America's medical élite, for their part, have shown little appetite for any implied humanitarian mission. News reports indicate that a fifth of all US physicians have stopped taking Medicare cases because of insufficient reimbursement and that another fifth have acquired business degrees, the better to pad their bottom lines. This is unbecoming behavior for a class of individuals who, according to wealth analyst Andrew Hacker of New York's Queen's College, have constituted America's highest-paid occupation for most of the past century, with six-figure incomes a standard feature of their profession. On the other hand, it renders the AMA membership's enthusiasm for taking its legal costs out of the hides of its victimized patients unsurprising.
Few, if any, of the doctors who walked off the job lately in several states to protest premium increases focused on the obvious source of their unhappiness: the insurance companies, including those run by their fellow physicians, which now issue over half of all malpractice policies. While liability premiums are certainly rising in about a dozen states, in-depth studies by USA Today and Americans for Insurance Reform (AIR) indicate conclusively that average jury awards, statistically flat since 1990, are not a significant contributing factor. Rather, the problem lies in the foolish financial strategies of the medical-malpractice insurance firms, which routinely invest collected premiums in what has become a casino stock market, in order to add to their profits.
Throughout the booming 1990s, insurers made 10% or more on their investments; last year, they lost money or earned less than 2%. Their answer: Raise rates (or, as major insurer The St. Paul Companies has done, drop malpractice coverage, lobby for tort reform, contribute to the GOP, and wait for a government cap on lawsuit damages before reentering the market).
The problem for the insured: those rising malpractice rates are not adequately regulated by the states, which are theoretically responsible for insurance oversight. AIR, a coalition of nearly 100 consumer groups, offers a sensible three-part solution: (1) more meaningful insurance disclosure laws; (2) stronger control over insurance rates by state commissions; and (3) repeal of the insurance industry's federal antitrust exemption under the 1945 McCarran-Ferguson Act (to prevent monopoly pricing).
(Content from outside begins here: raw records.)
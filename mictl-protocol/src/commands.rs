//! Built-in commands
//!
//! Only what the engine needs for itself (context switches, exit, feature
//! probing) plus generic carriers for commands typed in by a user.

use std::fmt;

use serde::Serialize;

use crate::command::{CommandContext, DecodeError, Framing, MiCommand, MiInfo, WireCommand};
use crate::cstring::quote_parameter;
use crate::record::{MiOutput, MiValue};

/// An MI command: `-operation [options] [--] [parameters]`
#[derive(Debug, Clone, PartialEq, Eq)]
pub struct MiCommandLine {
    operation: String,
    options: Vec<String>,
    parameters: Vec<String>,
    /// Pre-formatted argument text typed by a user, sent verbatim
    raw_args: Option<String>,
    context: Option<CommandContext>,
    native_targeting: bool,
}

impl MiCommandLine {
    pub fn new(operation: impl Into<String>) -> Self {
        Self {
            operation: operation.into(),
            options: Vec::new(),
            parameters: Vec::new(),
            raw_args: None,
            context: None,
            native_targeting: true,
        }
    }

    /// Split a typed line into the operation and its verbatim arguments
    pub fn parse(line: &str) -> Self {
        let line = line.trim();
        match line.split_once(char::is_whitespace) {
            Some((operation, rest)) => {
                let rest = rest.trim();
                let mut cmd = Self::new(operation);
                if !rest.is_empty() {
                    cmd.raw_args = Some(rest.to_string());
                }
                cmd
            }
            None => Self::new(line),
        }
    }

    pub fn option(mut self, option: impl Into<String>) -> Self {
        self.options.push(option.into());
        self
    }

    pub fn parameter(mut self, parameter: impl Into<String>) -> Self {
        self.parameters.push(parameter.into());
        self
    }

    pub fn with_context(mut self, context: CommandContext) -> Self {
        self.context = Some(context);
        self
    }

    /// Mark the command as unable to take `--thread`/`--frame` itself
    pub fn without_native_targeting(mut self) -> Self {
        self.native_targeting = false;
        self
    }

    pub fn operation(&self) -> &str {
        &self.operation
    }
}

impl WireCommand for MiCommandLine {
    fn context(&self) -> Option<&CommandContext> {
        self.context.as_ref()
    }

    fn supports_thread_and_frame_options(&self) -> bool {
        self.native_targeting
    }

    fn construct(&self, target: Option<&CommandContext>) -> String {
        let mut out = self.operation.clone();

        if let Some(target) = target {
            if let Some(group) = &target.group_id {
                out.push_str(" --thread-group ");
                out.push_str(group);
            }
            if let Some(thread) = &target.thread_id {
                out.push_str(" --thread ");
                out.push_str(thread);
                if let Some(level) = target.frame_level {
                    out.push_str(&format!(" --frame {}", level));
                }
            }
        }

        for option in &self.options {
            out.push(' ');
            out.push_str(option);
        }

        if !self.parameters.is_empty() {
            if !self.options.is_empty() || self.parameters.iter().any(|p| p.starts_with('-')) {
                out.push_str(" --");
            }
            for parameter in &self.parameters {
                out.push(' ');
                out.push_str(&quote_parameter(parameter));
            }
        }

        if let Some(raw) = &self.raw_args {
            out.push(' ');
            out.push_str(raw);
        }

        out
    }
}

impl MiCommand for MiCommandLine {
    type Output = MiInfo;

    fn decode(&self, output: MiOutput) -> Result<MiInfo, DecodeError> {
        Ok(MiInfo::new(output))
    }
}

impl fmt::Display for MiCommandLine {
    fn fmt(&self, f: &mut fmt::Formatter<'_>) -> fmt::Result {
        f.write_str(&self.construct(None))
    }
}

/// A console command such as `info registers`
///
/// Console commands cannot be addressed natively, so the backend's selected
/// thread and frame are switched beforehand when a context is given.
#[derive(Debug, Clone, PartialEq, Eq)]
pub struct CliCommand {
    text: String,
    context: Option<CommandContext>,
}

impl CliCommand {
    pub fn new(text: impl Into<String>) -> Self {
        Self {
            text: text.into(),
            context: None,
        }
    }

    pub fn with_context(mut self, context: CommandContext) -> Self {
        self.context = Some(context);
        self
    }
}

impl WireCommand for CliCommand {
    fn context(&self) -> Option<&CommandContext> {
        self.context.as_ref()
    }

    fn supports_thread_and_frame_options(&self) -> bool {
        false
    }

    fn construct(&self, _target: Option<&CommandContext>) -> String {
        self.text.clone()
    }
}

impl MiCommand for CliCommand {
    type Output = MiInfo;

    fn decode(&self, output: MiOutput) -> Result<MiInfo, DecodeError> {
        Ok(MiInfo::new(output))
    }
}

impl fmt::Display for CliCommand {
    fn fmt(&self, f: &mut fmt::Formatter<'_>) -> fmt::Result {
        f.write_str(&self.text)
    }
}

/// Text written to the backend as is, e.g. input for the debugged program
///
/// The backend never answers it with a result record, so it carries no token.
#[derive(Debug, Clone, PartialEq, Eq)]
pub struct RawCommand {
    text: String,
}

impl RawCommand {
    pub fn new(text: impl Into<String>) -> Self {
        Self { text: text.into() }
    }
}

impl WireCommand for RawCommand {
    fn framing(&self) -> Framing {
        Framing::Raw
    }

    fn supports_thread_and_frame_options(&self) -> bool {
        false
    }

    fn construct(&self, _target: Option<&CommandContext>) -> String {
        self.text.clone()
    }
}

impl MiCommand for RawCommand {
    type Output = ();

    fn decode(&self, _output: MiOutput) -> Result<(), DecodeError> {
        Ok(())
    }
}

impl fmt::Display for RawCommand {
    fn fmt(&self, f: &mut fmt::Formatter<'_>) -> fmt::Result {
        f.write_str(&self.text)
    }
}

/// `-thread-select ID`
pub fn thread_select(thread_id: &str) -> MiCommandLine {
    MiCommandLine::new("-thread-select")
        .parameter(thread_id)
        .without_native_targeting()
}

/// `-stack-select-frame LEVEL`
pub fn stack_select_frame(level: u32) -> MiCommandLine {
    MiCommandLine::new("-stack-select-frame")
        .parameter(level.to_string())
        .without_native_targeting()
}

/// `-gdb-exit`
pub fn gdb_exit() -> MiCommandLine {
    MiCommandLine::new("-gdb-exit")
}

/// `-gdb-version`; the version text arrives on the console stream
pub fn gdb_version() -> MiCommandLine {
    MiCommandLine::new("-gdb-version")
}

/// `-list-features`
pub fn list_features() -> ListFeatures {
    ListFeatures(MiCommandLine::new("-list-features"))
}

#[derive(Debug, Clone, PartialEq, Eq)]
pub struct ListFeatures(MiCommandLine);

/// Features the backend advertises, e.g. `thread-info` or `python`
#[derive(Debug, Clone, Default, PartialEq, Eq, Serialize)]
pub struct FeaturesInfo {
    pub features: Vec<String>,
}

impl FeaturesInfo {
    pub fn has(&self, feature: &str) -> bool {
        self.features.iter().any(|f| f == feature)
    }
}

impl WireCommand for ListFeatures {
    fn construct(&self, target: Option<&CommandContext>) -> String {
        self.0.construct(target)
    }
}

impl MiCommand for ListFeatures {
    type Output = FeaturesInfo;

    fn decode(&self, output: MiOutput) -> Result<FeaturesInfo, DecodeError> {
        if output.result_record.is_none() {
            return Err(DecodeError::NoResultRecord);
        }
        let list = output
            .field("features")
            .ok_or(DecodeError::MissingField("features"))?;

        let features = list
            .list_values()
            .into_iter()
            .map(|v| {
                v.as_const().map(str::to_string).ok_or_else(|| DecodeError::InvalidField {
                    field: "features",
                    message: format!("expected string, found {}", v),
                })
            })
            .collect::<Result<Vec<_>, _>>()?;

        Ok(FeaturesInfo { features })
    }
}

impl fmt::Display for ListFeatures {
    fn fmt(&self, f: &mut fmt::Formatter<'_>) -> fmt::Result {
        self.0.fmt(f)
    }
}

/// Convenience for decoders expecting a numeric constant
pub fn const_u32(value: Option<&MiValue>, field: &'static str) -> Result<u32, DecodeError> {
    let text = value
        .and_then(MiValue::as_const)
        .ok_or(DecodeError::MissingField(field))?;
    text.parse().map_err(|_| DecodeError::InvalidField {
        field,
        message: format!("not a number: {}", text),
    })
}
In the meantime, a key finding by AIR researchers may serve to illuminate the unhealthy symbiotic relationship that has developed between conservative politicians, heedless or self-interested doctors, and greedy insurers. The current liability-insurance "crisis" is the third of the last 30 years (the others arose in the mid-1970s and mid-1980s). Each time, a stock-market downturn ate into malpractice-insurer profits, leading them to raise premiums, cut coverage, proclaim a crisis, and blame the nation's legal system. Their champion in the latest contrived emergency, George W. Bush, is less a knight-errant than the boy who cried wolf -- one too many times.
Wayne O'Leary is a writer in Orono, Maine.